Kinsey was pretty creepy, actually. He completely confused urge with morality and mostly ignored needs he couldn't define scientifically, like affection. He allowed his staff to fuck each other's spouses and entangled himself in a gay relationship outside his marriage. This is all clinically covered by the movie. But the scenes aren't authentic. They're stagey, full of monologues and proclamations that nobody ever really says. They feel too obviously like large chunks of Kinsey's decision-making process compressed into speeches. I guess that's fine in a textbook, but it makes the characters less human and involving.
Neeson is good, I guess. It's pretty hard to tell because he doesn't get to do much with all the time he has. There are so very few small moments. Linney gets royally screwed as the wife. There is an attempt to show her as independent and free thinking, but mostly she has to grimace modestly. As the research assistants, Peter Saarsgard does an excellent Ewan McGregor impersonation, Timothy Hutton looks like he's storing nuts for winter, and Chris O'Donnell reminds why we don't see him in movies much. Holy shit, they should be writing lunch specials on his face for as flat and blank as it is. The cherry goes to John Lithgow, though. He doesn't have a lot of screen time, but he looks hellbent on getting all the acting he can into them. His character is corny, sure, but hamming it up sure doesn't help.
A better movie wouldn't have been so fucking grand in scope. Maybe corner a piece of Kinsey's life and tell it through the eyes of a human rather than the pages of a history book. Kinsey was creepy and while the movie points it out, it never delves into it. That's because then his redemption from despair wouldn't be nearly as satisfying. And if you want to win an Oscar, you better have a redeeming ending.

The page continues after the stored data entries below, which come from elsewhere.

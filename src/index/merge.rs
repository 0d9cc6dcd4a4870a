//! K-way merge of sorted runs and grouping of the merged stream into
//! per-term posting lists.

use crate::error::{IndexError, Result};
use crate::index::run::RunReader;
use crate::index::types::{DocumentTerm, Posting, RunId, TermPostings};
use log::{debug, info};
use std::cmp::{Ordering, Reverse};
use std::collections::BinaryHeap;
use std::path::PathBuf;

/// Read buffer memory shared by all run readers during a merge
const MERGE_READ_BUDGET: usize = 8 * 1024 * 1024;
const MIN_READ_BUFFER: usize = 8 * 1024;

/// Heap candidate: the current head record of one run
#[derive(Debug, PartialEq, Eq)]
struct HeapEntry {
    record: DocumentTerm,
    run: RunId,
}

impl Ord for HeapEntry {
    fn cmp(&self, other: &Self) -> Ordering {
        self.record
            .key()
            .cmp(&other.record.key())
            .then(self.run.cmp(&other.run))
    }
}

impl PartialOrd for HeapEntry {
    fn partial_cmp(&self, other: &Self) -> Option<Ordering> {
        Some(self.cmp(other))
    }
}

/// Merges any number of sorted runs into one `(termId, docId)`-ordered stream
pub struct RunMerger {
    readers: Vec<RunReader>,
    heap: BinaryHeap<Reverse<HeapEntry>>,
    last: Option<DocumentTerm>,
    merged: u64,
}

impl RunMerger {
    /// Open one reader per run and seed the heap with each run's first record
    pub fn open(runs: &[PathBuf]) -> Result<Self> {
        let buffer_size = (MERGE_READ_BUDGET / runs.len().max(1)).max(MIN_READ_BUFFER);
        info!("Merging {} run files", runs.len());

        let mut readers = Vec::with_capacity(runs.len());
        let mut heap = BinaryHeap::with_capacity(runs.len());

        for (run, path) in runs.iter().enumerate() {
            let mut reader = RunReader::open(path, run, buffer_size)?;
            match reader.next_record()? {
                Some(record) => heap.push(Reverse(HeapEntry { record, run })),
                None => debug!("Run {} is empty", run),
            }
            readers.push(reader);
        }

        Ok(Self {
            readers,
            heap,
            last: None,
            merged: 0,
        })
    }

    pub fn run_count(&self) -> usize {
        self.readers.len()
    }

    /// Records emitted so far
    pub fn merged(&self) -> u64 {
        self.merged
    }

    /// Pop the smallest record across all runs, refilling from its run
    pub fn next_record(&mut self) -> Result<Option<DocumentTerm>> {
        let Some(Reverse(entry)) = self.heap.pop() else {
            return Ok(None);
        };

        if let Some(next) = self.readers[entry.run].next_record()? {
            self.heap.push(Reverse(HeapEntry {
                record: next,
                run: entry.run,
            }));
        }

        if let Some(previous) = self.last {
            if entry.record.key() <= previous.key() {
                return Err(IndexError::SortInvariant {
                    run: entry.run,
                    previous,
                    found: entry.record,
                });
            }
        }

        self.last = Some(entry.record);
        self.merged += 1;
        Ok(Some(entry.record))
    }
}

/// Groups the merged stream into one [`TermPostings`] per term id
pub struct PostingsAssembler {
    merger: RunMerger,
    pending: Option<DocumentTerm>,
}

impl PostingsAssembler {
    pub fn new(merger: RunMerger) -> Self {
        Self {
            merger,
            pending: None,
        }
    }

    /// The next complete posting list, or `None` after the last term
    pub fn next_term(&mut self) -> Result<Option<TermPostings>> {
        let first = match self.pending.take() {
            Some(record) => record,
            None => match self.merger.next_record()? {
                Some(record) => record,
                None => return Ok(None),
            },
        };

        let mut term = TermPostings {
            term_id: first.term_id,
            postings: vec![Posting::new(first.doc_id, first.frequency)],
        };

        while let Some(record) = self.merger.next_record()? {
            if record.term_id == term.term_id {
                term.postings.push(Posting::new(record.doc_id, record.frequency));
            } else {
                self.pending = Some(record);
                break;
            }
        }

        Ok(Some(term))
    }

    pub fn merger(&self) -> &RunMerger {
        &self.merger
    }
}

Kinsey is the kind of shit the cockroaches in Hollywood feast on at awards time. It feels sort of controversial without really being so, which means a vote for it is safe and gives the voter smug satisfaction, like he's somehow being subversive. It's got a massive, pompous musical score. It's also the phony uplifting story of an underdog. I swear to God, the only way those grassfuckers know how to give something to the little people is by congratulating themselves for doing so. Two Fingersfor Kinsey, unless you love big, talky Oscar bait. Then give it Five Satuettes right up the ass.